Material and methods

The collection of rectal swabs and stools was a prospective routine procedure performed in high risk patients once a week (for detection of the drug-resistant bacteria) and in case of the febrile infection. E. coli as a part of the physiological microbiome was isolated, identified and cryopreserved from the same material to avoid additional procedures in one patient. The selection of E. coli blood isolates for the investigation was based on confirmed episodes of bacteraemia with E. coli, with the simultaneous isolation of the microorganism from the stool or urine. E. coli isolates were tested by DNA fingerprinting combined with the PCR analysis of VFs. Genotyping of E. coli by PCR melting profile and restriction endonuclease analysis using pulsed-field gel electrophoresis were carried out according to Krawczyk et al. (2006). Determination of E. coli phylogenetic group was performed with the use of the method by Clermont et al. (2000). PCR screening of virulence genes was based on methodology described by Krawczyk et al. (2015).

Results

The characteristics of examined strains are presented in Table 1. The genotyping techniques confirmed that E. coli isolates from blood shared the same genotype with E. coli cultured from the patient’s bowel or urine. We performed the analysis of 21 genes encoding VFs typical for various E. coli pathotypes and established their relationship with the phylogenetic group. No genes encoding VFs characteristic for diarrhoeagenic E. coli (DEC) were detected in PCR in tested blood isolates. The lack of these VFs was also confirmed in serological tests. Isolates belonged to pathogenic B2 (three episodes) and non-pathogenic group B1 (one episode). The analysis of VFs profiles for examined strains determined the presence of four specific factors previously described, encoded by papC, sfaD/E, cnf1, usp genes, and additional three factors, encoded by agn43, hlyA, and iutA genes, also predisposing to bowel colonization and translocation.

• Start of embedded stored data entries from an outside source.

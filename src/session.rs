//! Session lifecycle: configuration, credential checks, start and abort.

use crate::applier::MoveApplier;
use crate::events::{EventKind, EventSink};
use crate::failure::{Failure, FailureKind};
use crate::gateway::{ProviderGateway, SeatProviders};
use crate::orchestrator::TurnOrchestrator;
use crate::providers::{Credential, GenerationParams, ProviderConfig, ProviderKind};
use crate::rules::RulesEngine;
use crate::state::{SessionState, SessionStatus, SharedState};
use crate::transport::Transport;
use crate::types::Side;
use derive_more::{Display, Error};
use derive_setters::Setters;
use std::collections::HashSet;
use std::sync::{Arc, Mutex, PoisonError};
use std::time::Duration;
use tracing::{info, instrument, warn};

/// Timing and policy knobs for sessions.
#[derive(Debug, Clone, Copy, PartialEq, Setters)]
#[setters(prefix = "with_")]
pub struct SessionSettings {
    /// Delay before the first turn.
    pub startup_delay: Duration,
    /// Delay between turns.
    pub turn_delay: Duration,
    /// How long the random mover pretends to think.
    pub random_think_time: Duration,
    /// Upper bound on one remote request.
    pub request_timeout: Duration,
    /// Length cap and temperature for move requests.
    pub generation: GenerationParams,
    /// Refuse to start remote providers whose credential was not probed.
    pub require_verified_credentials: bool,
}

impl Default for SessionSettings {
    fn default() -> Self {
        Self {
            startup_delay: Duration::from_millis(500),
            turn_delay: Duration::from_millis(500),
            random_think_time: Duration::from_millis(500),
            request_timeout: Duration::from_secs(30),
            generation: GenerationParams::default(),
            require_verified_credentials: true,
        }
    }
}

impl SessionSettings {
    /// No delays and no verification requirement.
    pub fn immediate() -> Self {
        Self {
            startup_delay: Duration::ZERO,
            turn_delay: Duration::ZERO,
            random_think_time: Duration::ZERO,
            require_verified_credentials: false,
            ..Self::default()
        }
    }
}

/// Why [`SessionController::start`] refused to start.
#[derive(Debug, Clone, PartialEq, Eq, Display, Error)]
pub enum ConfigurationError {
    /// A side's provider configuration is unusable.
    #[display("{side} provider rejected: {failure}")]
    Rejected {
        /// Side with the bad configuration.
        side: Side,
        /// `NoCredential` or `ProviderUnconfigured`.
        #[error(source)]
        failure: Failure,
    },
    /// A remote credential has not passed the probe.
    #[display("{side} credential for {model} has not been verified")]
    UnverifiedCredential {
        /// Side with the untested credential.
        side: Side,
        /// Model the credential is for.
        model: String,
    },
    /// A session is already running; abort it first.
    #[display("a session is already running")]
    AlreadyRunning,
}

impl ConfigurationError {
    /// Failure kind behind a rejection, if there is one.
    pub fn failure_kind(&self) -> Option<FailureKind> {
        match self {
            ConfigurationError::Rejected { failure, .. } => Some(*failure.kind()),
            _ => None,
        }
    }
}

#[derive(Debug, Clone, PartialEq, Eq, Hash)]
struct VerifiedKey {
    endpoint: String,
    model: String,
    credential: Credential,
}

impl VerifiedKey {
    fn of(config: &ProviderConfig) -> Option<Self> {
        match config.kind() {
            ProviderKind::Random => None,
            ProviderKind::RemoteTextModel(descriptor) => Some(Self {
                endpoint: descriptor.endpoint().clone(),
                model: config.model().clone(),
                credential: config.credential().clone(),
            }),
        }
    }
}

/// Cloneable handle for observing and aborting a session from elsewhere.
#[derive(Clone)]
pub struct SessionHandle {
    state: SharedState,
    events: Arc<dyn EventSink>,
}

impl SessionHandle {
    /// Forces the running session to halt. Returns false if none was running.
    ///
    /// An outstanding provider call is not cancelled; its result is
    /// discarded when it arrives.
    #[instrument(skip(self))]
    pub fn abort(&self) -> bool {
        let halted = self.state.abort();
        if halted {
            self.events.record(EventKind::Aborted);
        }
        halted
    }

    /// Current session snapshot.
    pub fn state(&self) -> SessionState {
        self.state.snapshot()
    }
}

impl std::fmt::Debug for SessionHandle {
    fn fmt(&self, f: &mut std::fmt::Formatter<'_>) -> std::fmt::Result {
        f.debug_struct("SessionHandle")
            .field("state", &self.state)
            .finish_non_exhaustive()
    }
}

/// Owns the game lifecycle and is the only externally triggered entry
/// point (start, abort).
pub struct SessionController<R> {
    rules: Arc<Mutex<R>>,
    state: SharedState,
    gateway: Arc<ProviderGateway>,
    events: Arc<dyn EventSink>,
    settings: SessionSettings,
    verified: HashSet<VerifiedKey>,
}

impl<R> std::fmt::Debug for SessionController<R> {
    fn fmt(&self, f: &mut std::fmt::Formatter<'_>) -> std::fmt::Result {
        f.debug_struct("SessionController")
            .field("state", &self.state)
            .field("gateway", &self.gateway)
            .field("settings", &self.settings)
            .field("verified", &self.verified.len())
            .finish_non_exhaustive()
    }
}

impl<R: RulesEngine> SessionController<R> {
    /// Creates an idle controller.
    #[instrument(skip(rules, transport, events))]
    pub fn new(
        rules: R,
        transport: Arc<dyn Transport>,
        events: Arc<dyn EventSink>,
        settings: SessionSettings,
    ) -> Self {
        let gateway = ProviderGateway::new(
            transport,
            settings.random_think_time,
            settings.request_timeout,
            settings.generation,
        );
        Self {
            rules: Arc::new(Mutex::new(rules)),
            state: SharedState::new(),
            gateway: Arc::new(gateway),
            events,
            settings,
            verified: HashSet::new(),
        }
    }

    /// Settings this controller was built with.
    pub fn settings(&self) -> &SessionSettings {
        &self.settings
    }

    /// Shared rules engine.
    pub fn rules(&self) -> Arc<Mutex<R>> {
        Arc::clone(&self.rules)
    }

    /// Provider gateway, for resolving providers outside a session.
    pub fn gateway(&self) -> &ProviderGateway {
        &self.gateway
    }

    /// Current session snapshot.
    pub fn state(&self) -> SessionState {
        self.state.snapshot()
    }

    /// Handle for aborting and observing from another task.
    pub fn handle(&self) -> SessionHandle {
        SessionHandle {
            state: self.state.clone(),
            events: Arc::clone(&self.events),
        }
    }

    /// Forces the running session to halt.
    pub fn abort(&self) -> bool {
        self.handle().abort()
    }

    /// True if `config` may start without another probe.
    pub fn is_verified(&self, config: &ProviderConfig) -> bool {
        VerifiedKey::of(config).is_none_or(|key| self.verified.contains(&key))
    }

    /// Probes `config`'s credential and remembers it on success.
    ///
    /// # Errors
    ///
    /// Returns the configuration or probe failure.
    #[instrument(skip(self, config), fields(model = %config.model()))]
    pub async fn verify_credential(&mut self, config: &ProviderConfig) -> Result<(), Failure> {
        config.validate()?;
        self.gateway.probe(config).await?;
        if let Some(key) = VerifiedKey::of(config) {
            info!("Credential verified");
            self.verified.insert(key);
        }
        Ok(())
    }

    /// Starts a session with the given provider configurations.
    ///
    /// `credential` is used by any remote side that has none of its own.
    ///
    /// # Errors
    ///
    /// Fails before any provider call if a remote side lacks a credential
    /// or endpoint, if its credential has not been verified while
    /// verification is required, or if a session is already running.
    #[instrument(skip(self, white, black, credential), fields(white = %white.model(), black = %black.model()))]
    pub fn start(
        &mut self,
        white: ProviderConfig,
        black: ProviderConfig,
        credential: &Credential,
    ) -> Result<TurnOrchestrator<R>, ConfigurationError> {
        let white = white.with_fallback_credential(credential);
        let black = black.with_fallback_credential(credential);

        for (side, config) in [(Side::White, &white), (Side::Black, &black)] {
            config.validate().map_err(|failure| {
                warn!(%side, %failure, "Provider configuration rejected");
                ConfigurationError::Rejected { side, failure }
            })?;
            if self.settings.require_verified_credentials && !self.is_verified(config) {
                warn!(%side, "Credential not verified");
                return Err(ConfigurationError::UnverifiedCredential {
                    side,
                    model: config.model().clone(),
                });
            }
        }

        let seats = self.gateway.seat(&white, &black);
        self.start_with_providers(seats)
    }

    /// Starts a session with already built providers.
    ///
    /// # Errors
    ///
    /// Returns [`ConfigurationError::AlreadyRunning`] if a session is
    /// running.
    #[instrument(skip(self))]
    pub fn start_with_providers(
        &mut self,
        seats: SeatProviders,
    ) -> Result<TurnOrchestrator<R>, ConfigurationError> {
        if self.state.snapshot().status == SessionStatus::Running {
            return Err(ConfigurationError::AlreadyRunning);
        }

        let generation = {
            let mut rules = self.rules.lock().unwrap_or_else(PoisonError::into_inner);
            rules.reset();
            self.state.begin_session()
        };

        self.events.record(EventKind::SessionStarted {
            white: seats.for_side(Side::White).name().to_string(),
            black: seats.for_side(Side::Black).name().to_string(),
        });
        info!(generation, "Session started");

        Ok(TurnOrchestrator::new(
            self.state.clone(),
            generation,
            MoveApplier::new(Arc::clone(&self.rules)),
            Arc::clone(&self.gateway),
            seats,
            Arc::clone(&self.events),
            self.settings.startup_delay,
            self.settings.turn_delay,
        ))
    }
}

Table 1 Molecular characterization of Escherichia coli strains isolated from the patient with acute myeloid leukemia during 3-year-period

To assess the origin of the patient bacterial colonization, the antibiotic resistance profile was performed using sensitive/resistant categories together with MIC values. The results showed sensitivity to the majority of tested antibiotics with the primary resistance to fluoroquinolones (Table 2). Due to a low frequency of multidrug-resistant strains, we concluded that these bacteria were not of hospital origin.

Table 2 Analysis of the antibiotic resistance profile among the E. coli strains isolated from the patient with acute myeloid leukemia during a 3-year-period

Conclusions

The case represents a frequently observed infectious pattern of haematological patients with bacteraemia episodes in the post-chemotherapy period of agranulocytosis. The intestinal microbiota can cause life-threatening septic complications in this specific group of patients (Cattaneo et al. 2014; Olson et al. 2014). The VFs of E.coli colonising our patient and the clinical course with bacteraemia sharing the same genotype profile confirmed that the co-existence of genes encoding P fimbriae, S fimbriae, bacteriocin and cytotoxic necrotizing factor seems to predispose E. coli to translocation from the GI tract. This clinical example strongly support the previously proposed concept of bowel-blood translocation strains with the unique virulence characteristics (Krawczyk et al. 2015). Since E.coli remains the most frequent factor of bloodstream infections in patients with acute leukemia (Cattaneo et al. 2014), the prophylactic use of antibiotics during the agranulocytosis period, necessarily adjusted to the potential virulence and the drug-resistance profile of colonising E.coli, would enable to avoid the septic complications. This case justifies the necessity of constant development in the diagnostic field as well as a close cooperation between haematologists and microbiologists to improve the outcome of patients with haematological malignancies.